Had the slump been in November, that would have been one thing. In January, it’s merely par for the course. It’s February now, with the Beanpot days away and the Hockey East Tournament next month, and to be completely blunt, the time for BC to screw around is over. If they intend this to be another special season, then that downslide from last month cannot carry over.

Pat Mullane’s Boston College Eagles will host the Vermont Catamounts tonight in a conference clash and unofficial tune-up for the Beanpot (which is almost nonsensical, because the Vermont game has real significance in conference play and the Beanpot semis technically mean nothing). Much like Maine, the Catamounts come to Conte Forum with a very sub-par record: 7-13-4 (4-9-4); Vermont’s 12 points has them in eighth place and barely clinging to a Hockey East Tournament spot. If the standings somehow hold up, Vermont will be back at Conte Forum in March for the best-of-three quarterfinals.

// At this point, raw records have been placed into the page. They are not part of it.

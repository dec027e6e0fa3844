use std::collections::HashSet;

use anyhow::anyhow;
use serde::{Deserialize, Serialize};

use crate::error::{LibError, Result};
use crate::models::{Edge, EdgeId, Node, NodeId, connection_hash};

#[derive(Debug, Clone, Serialize, Deserialize, PartialEq, Eq)]
#[serde(tag = "type", rename_all = "snake_case")]
pub enum DocumentInvariantViolation {
    DuplicateNodeId {
        node_id: NodeId,
    },
    DuplicateEdgeId {
        edge_id: EdgeId,
    },
    UnknownNodeReference {
        edge_id: EdgeId,
        missing_node_id: NodeId,
    },
    StaleConnectionHash {
        edge_id: EdgeId,
    },
}

impl DocumentInvariantViolation {
    pub const fn error_code(&self) -> &'static str {
        match self {
            DocumentInvariantViolation::DuplicateNodeId { .. } => "diagram_duplicate_node",
            DocumentInvariantViolation::DuplicateEdgeId { .. } => "diagram_duplicate_edge",
            DocumentInvariantViolation::UnknownNodeReference { .. } => {
                "diagram_unknown_node_reference"
            }
            DocumentInvariantViolation::StaleConnectionHash { .. } => {
                "diagram_stale_connection_hash"
            }
        }
    }

    pub const fn public_message(&self) -> &'static str {
        match self {
            DocumentInvariantViolation::DuplicateNodeId { .. } => {
                "Node ID already exists in diagram"
            }
            DocumentInvariantViolation::DuplicateEdgeId { .. } => {
                "Edge ID already exists in diagram"
            }
            DocumentInvariantViolation::UnknownNodeReference { .. } => {
                "Edge references a node that does not exist"
            }
            DocumentInvariantViolation::StaleConnectionHash { .. } => {
                "Edge connection hash does not match its endpoints"
            }
        }
    }

    pub fn into_error(self) -> LibError {
        LibError::invalid_with_code(
            self.error_code(),
            self.public_message(),
            anyhow!("diagram invariant violated: {:?}", self),
        )
    }
}

pub fn document_invariant_violations(
    nodes: &[Node],
    edges: &[Edge],
) -> Vec<DocumentInvariantViolation> {
    let mut violations = Vec::new();

    let mut node_ids: HashSet<&NodeId> = HashSet::with_capacity(nodes.len());
    for node in nodes {
        if !node_ids.insert(&node.id) {
            violations.push(DocumentInvariantViolation::DuplicateNodeId {
                node_id: node.id.clone(),
            });
        }
    }

    let mut edge_ids: HashSet<&EdgeId> = HashSet::with_capacity(edges.len());
    for edge in edges {
        if !edge_ids.insert(&edge.id) {
            violations.push(DocumentInvariantViolation::DuplicateEdgeId {
                edge_id: edge.id.clone(),
            });
        }

        for endpoint in [&edge.source, &edge.target] {
            if !node_ids.contains(endpoint) {
                violations.push(DocumentInvariantViolation::UnknownNodeReference {
                    edge_id: edge.id.clone(),
                    missing_node_id: endpoint.clone(),
                });
            }
        }

        if edge.connection_hash != connection_hash(&edge.source, &edge.target, &edge.edge_type) {
            violations.push(DocumentInvariantViolation::StaleConnectionHash {
                edge_id: edge.id.clone(),
            });
        }
    }

    violations
}

pub fn ensure_document_invariants(nodes: &[Node], edges: &[Edge]) -> Result<()> {
    match document_invariant_violations(nodes, edges).into_iter().next() {
        Some(first) => Err(first.into_error()),
        None => Ok(()),
    }
}

#[cfg(test)]
mod tests {
    use super::*;
    use crate::models::{NodeData, Position};

    fn node(id: &str) -> Node {
        Node::new(id, Position::new(0.0, 0.0), NodeData::labeled(id))
    }

    #[test]
    fn valid_document_has_no_violations() {
        let violations = document_invariant_violations(
            &[node("a"), node("b")],
            &[Edge::new("e1", "a", "b"), Edge::new("e2", "b", "a")],
        );
        assert!(violations.is_empty());
    }

    #[test]
    fn duplicate_node_ids_are_reported() {
        let violations = document_invariant_violations(&[node("a"), node("a")], &[]);
        assert_eq!(
            violations,
            vec![DocumentInvariantViolation::DuplicateNodeId {
                node_id: NodeId::from("a")
            }]
        );
    }

    #[test]
    fn duplicate_edge_ids_are_reported() {
        let violations = document_invariant_violations(
            &[node("a"), node("b")],
            &[Edge::new("e1", "a", "b"), Edge::new("e1", "b", "a")],
        );
        assert!(
            violations
                .iter()
                .any(|v| matches!(v, DocumentInvariantViolation::DuplicateEdgeId { edge_id } if edge_id.as_str() == "e1"))
        );
    }

    #[test]
    fn unknown_node_references_are_reported() {
        let violations =
            document_invariant_violations(&[node("a")], &[Edge::new("e1", "a", "missing")]);
        assert!(matches!(
            &violations[0],
            DocumentInvariantViolation::UnknownNodeReference {
                edge_id,
                missing_node_id
            } if edge_id.as_str() == "e1" && missing_node_id.as_str() == "missing"
        ));
    }

    #[test]
    fn stale_connection_hash_is_reported() {
        let mut edge = Edge::new("e1", "a", "b");
        edge.edge_type = "step".to_string();
        let violations = document_invariant_violations(&[node("a"), node("b")], &[edge]);
        assert_eq!(
            violations,
            vec![DocumentInvariantViolation::StaleConnectionHash {
                edge_id: EdgeId::from("e1")
            }]
        );
    }

    #[test]
    fn ensure_reports_first_violation_code() {
        let err = ensure_document_invariants(&[node("a")], &[Edge::new("e1", "a", "b")])
            .expect_err("dangling edge should fail");
        assert_eq!(err.code, "diagram_unknown_node_reference");
    }
}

About those, however: BC only has a two-point lead over New Hampshire in the Hockey East race, but UNH has two extra games in hand. Boston University is also just two points behind, and they have a game in hand over BC as well. The Eagles have played 18, UNH has played 16, and BU 17. Now you see why the Eagles need to win this game urgently.

One of Boston College’s problems in the Maine series was offense, at least inasmuch as scoring goals were concerned. BC scored just twice in the two-game series, but had a total of 60 shots on-goal. To their credit, they put plenty of pucks on the net but the Eagles kept getting stood up, which led to a lot of frustration on the ice and in the Conte Forum general admission seats. Defenseman Mike Matheson was a non-participant in the Maine games due to injury, but will reportedly return. Frankly, with the state BC is in, they could use all the help they can get anywhere.

Vermont recently snapped a five-game losing streak with a home win over UMass on Saturday. It is to date their only victory in 2013, so at least BC had a better January than someone else. The Catamounts have the second-least potent offense in Hockey East at 2.25 goals per game (Maine’s was the only one worse, for all the good it did the Eagles), but the difference here is that UVM’s goaltending also happens to be near the bottom of the conference. They have given up the most goals at 75 and are second-worst with 3.12 goals allowed per game. Vermont also has the worst penalty kill in Hockey East once again this season, stopping the other team from converting just over 80% of the time — that’s a significant improvement from the previous year, believe it or not.

The Catamounts take a lot of penalties and they don’t do a great job killing them off. Boston College could not ask for much more if they want to get February off to a good start, but they have to be able to take advantage. Losing to another inferior team at home would send all of the wrong messages.

The puck drops at 7pm.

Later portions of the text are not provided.